SHAHEEN VOICES SUPPORT FOR STRENGTHENING TRADE ADJUSTMENT ASSISTANCE PROGRAM
As prepared for delivery:
We live in a globalized economy unlike anything previous generations have known. The spread of communications and manufacturing technology has opened up new resources and new markets to American entrepreneurs and innovators.
This globalization has offered us incredible new opportunities. When given a level playing field, the American workforce has shown it can out-compete and out-innovate any economy in the world. And that’s the way we’ll get our economy moving again, by unleashing the power of American entrepreneurship.
I have spoken before about ending the false debate between so-called free trade and fair trade. We need competitive trade, a policy focused on growing U.S. exports, opening new markets for U.S. companies, job training for our workforce, and tough enforcement of trade rules.
We can help our workforce compete by giving them access to foreign markets. Fully ninety-five percent of the world’s consumers live outside the United States. Unfortunately, only one percent of U.S. small businesses export their products. Increasing our exports is vital to the long term health of our economy.
At the same time, we have to acknowledge that trade creates new challenges for many American companies and American workers. We have to understand that no graph showing GDP growth is comfort to a mother who suddenly can’t feed her family because her factory has shut down. And no statistic about market efficiency is going to pay a young man’s rent when his company moves its engineering operations overseas. When Congress promotes international trade, it enters into a compact with all American workers that they will not be left behind. Competitive trade means making sure all of us can compete.
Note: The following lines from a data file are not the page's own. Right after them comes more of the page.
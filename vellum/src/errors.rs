use backtrace::Backtrace;
use std::error::Error;
use std::fmt::{Debug, Display, Formatter};
use std::result::Result;

use crate::common::{atomic, Atomic};

/// Error kinds for Vellum operations
///
/// This enum represents all possible error types that can occur while mapping
/// documents onto a store. Each kind describes a specific category of failure,
/// enabling precise error handling.
///
/// # Examples
///
/// ```rust,ignore
/// use vellum::errors::{VellumError, ErrorKind, VellumResult};
///
/// fn example() -> VellumResult<()> {
///     Err(VellumError::new("document not found", ErrorKind::NotFound))
/// }
/// ```
#[derive(Debug, PartialEq, Eq, Clone)]
pub enum ErrorKind {
    /// A document failed schema validation; the violation list travels with the error
    ValidationFailed,
    /// The requested document was not found
    NotFound,
    /// A pagination request was ill-formed (page or page size of zero)
    InvalidPagination,
    /// Error during filter construction or evaluation
    FilterError,
    /// Invalid field name (empty, reserved, or duplicated in a schema)
    InvalidFieldName,
    /// The operation is not valid in the current document lifecycle state
    InvalidOperation,
    /// The backing store reported a failure
    StoreError,
    /// The backing store could not be reached (timeouts included)
    StoreUnavailable,
    /// Internal error (usually indicates a bug)
    InternalError,
}

impl Display for ErrorKind {
    fn fmt(&self, f: &mut Formatter<'_>) -> std::fmt::Result {
        match self {
            ErrorKind::ValidationFailed => write!(f, "Validation failed"),
            ErrorKind::NotFound => write!(f, "Not found"),
            ErrorKind::InvalidPagination => write!(f, "Invalid pagination"),
            ErrorKind::FilterError => write!(f, "Filter error"),
            ErrorKind::InvalidFieldName => write!(f, "Invalid field name"),
            ErrorKind::InvalidOperation => write!(f, "Invalid operation"),
            ErrorKind::StoreError => write!(f, "Store error"),
            ErrorKind::StoreUnavailable => write!(f, "Store unavailable"),
            ErrorKind::InternalError => write!(f, "Internal error"),
        }
    }
}

/// The category of a single schema-constraint violation.
#[derive(Debug, PartialEq, Eq, Clone)]
pub enum ViolationKind {
    /// A required field is absent or null
    MissingRequiredField,
    /// The value does not match the declared field kind
    TypeMismatch,
    /// A string value is shorter or longer than the declared bounds
    LengthOutOfRange,
    /// A numeric value falls outside the declared bounds
    ValueOutOfRange,
    /// A value is not a member of the declared enumeration
    InvalidEnumValue,
    /// A string value does not match the declared pattern
    PatternMismatch,
}

impl Display for ViolationKind {
    fn fmt(&self, f: &mut Formatter<'_>) -> std::fmt::Result {
        match self {
            ViolationKind::MissingRequiredField => write!(f, "missing required field"),
            ViolationKind::TypeMismatch => write!(f, "type mismatch"),
            ViolationKind::LengthOutOfRange => write!(f, "length out of range"),
            ViolationKind::ValueOutOfRange => write!(f, "value out of range"),
            ViolationKind::InvalidEnumValue => write!(f, "invalid enum value"),
            ViolationKind::PatternMismatch => write!(f, "pattern mismatch"),
        }
    }
}

/// One schema-constraint violation found while validating a document.
///
/// Validation is total: a validation run reports every violation it finds, so
/// callers (and tests) can assert on the complete set rather than only the
/// first failure.
#[derive(Debug, PartialEq, Eq, Clone)]
pub struct ValidationIssue {
    field: String,
    kind: ViolationKind,
    message: String,
}

impl ValidationIssue {
    /// Creates a new validation issue for the given field.
    ///
    /// # Arguments
    ///
    /// * `field` - The name of the offending field
    /// * `kind` - The violation category
    /// * `message` - A human-readable description
    pub fn new(field: &str, kind: ViolationKind, message: &str) -> Self {
        ValidationIssue {
            field: field.to_string(),
            kind,
            message: message.to_string(),
        }
    }

    pub fn field(&self) -> &str {
        &self.field
    }

    pub fn kind(&self) -> &ViolationKind {
        &self.kind
    }

    pub fn message(&self) -> &str {
        &self.message
    }
}

impl Display for ValidationIssue {
    fn fmt(&self, f: &mut Formatter<'_>) -> std::fmt::Result {
        write!(f, "{}: {} ({})", self.field, self.kind, self.message)
    }
}

/// Custom Vellum error type.
///
/// `VellumError` encapsulates error information including the error message,
/// kind, and optional cause. It supports error chaining and backtraces for
/// debugging. A `ValidationFailed` error additionally carries the full list
/// of [ValidationIssue]s, readable through [`VellumError::violations`].
///
/// # Examples
///
/// ```rust,ignore
/// use vellum::errors::{VellumError, ErrorKind};
///
/// // Create a simple error
/// let err = VellumError::new("store unreachable", ErrorKind::StoreUnavailable);
///
/// // Create an error with a cause
/// let cause = VellumError::new("connection reset", ErrorKind::StoreError);
/// let err = VellumError::new_with_cause("insert failed", ErrorKind::StoreError, cause);
/// ```
///
/// # Type alias
///
/// The `VellumResult<T>` type alias is equivalent to `Result<T, VellumError>`
/// and is used throughout the codebase for operations that can fail.
#[derive(Clone)]
pub struct VellumError {
    message: String,
    error_kind: ErrorKind,
    violations: Vec<ValidationIssue>,
    cause: Option<Box<VellumError>>,
    backtrace: Atomic<Backtrace>,
}

impl VellumError {
    /// Creates a new `VellumError` with the specified message and error kind.
    ///
    /// # Arguments
    ///
    /// * `message` - A description of the error
    /// * `error_kind` - The category of error
    ///
    /// # Returns
    ///
    /// A new `VellumError` instance.
    pub fn new(message: &str, error_kind: ErrorKind) -> Self {
        VellumError {
            message: message.to_string(),
            error_kind,
            violations: Vec::new(),
            cause: None,
            backtrace: atomic(Backtrace::new()),
        }
    }

    /// Creates a new `VellumError` with a cause error.
    ///
    /// This creates an error chain where the cause error is preserved for
    /// debugging.
    ///
    /// # Arguments
    ///
    /// * `message` - A description of the error
    /// * `error_kind` - The category of error
    /// * `cause` - The underlying error that caused this error
    pub fn new_with_cause(message: &str, error_kind: ErrorKind, cause: VellumError) -> Self {
        VellumError {
            message: message.to_string(),
            error_kind,
            violations: Vec::new(),
            cause: Some(Box::new(cause)),
            backtrace: atomic(Backtrace::new()),
        }
    }

    /// Creates a `ValidationFailed` error carrying the collected violations.
    ///
    /// # Arguments
    ///
    /// * `violations` - Every violation found by the validation pass
    pub fn validation_failed(violations: Vec<ValidationIssue>) -> Self {
        VellumError {
            message: format!(
                "document validation failed with {} violation(s)",
                violations.len()
            ),
            error_kind: ErrorKind::ValidationFailed,
            violations,
            cause: None,
            backtrace: atomic(Backtrace::new()),
        }
    }

    pub fn message(&self) -> &str {
        &self.message
    }

    pub fn kind(&self) -> &ErrorKind {
        &self.error_kind
    }

    /// The violations attached to a `ValidationFailed` error.
    ///
    /// Empty for every other error kind.
    pub fn violations(&self) -> &[ValidationIssue] {
        &self.violations
    }

    pub fn cause(&self) -> Option<&VellumError> {
        self.cause.as_deref()
    }
}

impl Display for VellumError {
    fn fmt(&self, f: &mut Formatter<'_>) -> std::fmt::Result {
        write!(f, "{}", self.message)
    }
}

impl Debug for VellumError {
    fn fmt(&self, f: &mut Formatter<'_>) -> std::fmt::Result {
        // print error message with stack trace followed by cause
        match &self.cause {
            Some(cause) => write!(f, "{}\nCaused by: {:?}", self.message, cause),
            None => write!(f, "{}\n{:?}", self.message, self.backtrace.read()),
        }
    }
}

impl Error for VellumError {
    fn source(&self) -> Option<&(dyn Error + 'static)> {
        match &self.cause {
            Some(cause) => Some(cause.as_ref()),
            None => None,
        }
    }
}

/// A result type alias for Vellum operations.
///
/// `VellumResult<T>` is shorthand for `Result<T, VellumError>`.
/// All fallible Vellum operations return this type.
pub type VellumResult<T> = Result<T, VellumError>;

// From trait implementations for automatic error conversion
impl From<regex::Error> for VellumError {
    fn from(err: regex::Error) -> Self {
        VellumError::new(
            &format!("Invalid regex pattern: {}", err),
            ErrorKind::FilterError,
        )
    }
}

impl From<String> for VellumError {
    fn from(msg: String) -> Self {
        VellumError::new(&msg, ErrorKind::InternalError)
    }
}

impl From<&str> for VellumError {
    fn from(msg: &str) -> Self {
        VellumError::new(msg, ErrorKind::InternalError)
    }
}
For nearly 50 years, the Trade Adjustment Assistance Program has been lending a hand to workers who are faced with the negative consequences of international trade. It has been supported by liberals and conservatives, Democrats and Republicans. Its premise is simple: If you lose your job to foreign trade, we’ll help prepare you for a new career, and help keep you afloat while you train. Over the last two years, almost a half million Americans have begun a new chapter in their lives with the help of Trade Adjustment Assistance.
In 2009, Congress enacted some common-sense reforms to the TAA program. For years, Americans who lost their jobs to India or China were denied access to this program because the United States doesn’t have a specific trade agreement with either country. Given the growing economic power of these two nations, that left an unacceptable number of Americans facing trade effects on their own. In 2009, we changed that, so that the TAA program supported all Americans whose jobs were sent overseas. But those reforms have sadly expired. This week, we have the opportunity to restore them and we should.
The 2009 reforms also updated the TAA program to protect workers in service industries, in addition to those in manufacturing. Fifty years ago when the program was created, no one could have imagined the advances in technology that would allow foreign service workers and engineers to compete with our domestic workers in those fields. This week, we have an opportunity to restore this 21st century perspective to the Trade Adjustment Assistance Program.
I want to share a quick story about a woman in my state.
Joanne Sanschagrin of Gilmanton worked at Aavid Thermalloy for 22 years. She was a buyer for the company, but the company was threatened by competition from several nations, including China. She knew she needed to get a new job before she was laid off. Under the old TAA terms, the ones we are operating under now, she would not qualify for help under TAA. But under the 2009 reforms, Joanne sought and received training as a Licensed Nursing Assistant. She completed training in June and last month began a job in her new career, which she loves. TAA has supported her through this process and paid for her training. Instead of being unemployed, she is now a dynamic part of our economy, working in one of its fastest growing fields.
Another New Hampshire worker, Robert Arsenault, who is a veteran, had worked for 21 years making paper at the mills in Gorham and Berlin. When those mills closed, he was able to use Trade Adjustment Assistance to get his Commercial Driver’s License at the White Mountains Community College. He recently started a new full-time job with a paving and contracting company.
But TAA doesn’t just help out individual workers. It helps small businesses that are being hurt by international trade too.
New England Forest Products is a hardwood manufacturing company that has been operating in Greenfield, New Hampshire since 1993. But during the recent recession, they found themselves losing business to cheap Chinese lumber. In search of answers, they applied to the local Trade Adjustment Assistance center for help. They worked with the TAA center to develop a marketing strategy and advertising materials that now help this small business sell their hardwood flooring and other products directly to consumers. In part because of this important program, New England Forest Products saw sales increase 28 percent in the following year. And this isn’t just one encouraging story: of the 18 businesses in New Hampshire that have received Trade Adjustment Assistance in the last four years, all 18 are still operating and many are adding employees.
These are the kinds of stories that the Trade Adjustment Assistance program makes possible. But only if we sustain these critical reforms and strengthen TAA’s role as both a critical safety net and a driver of the American economy for decades to come. I urge my colleagues to support this amendment.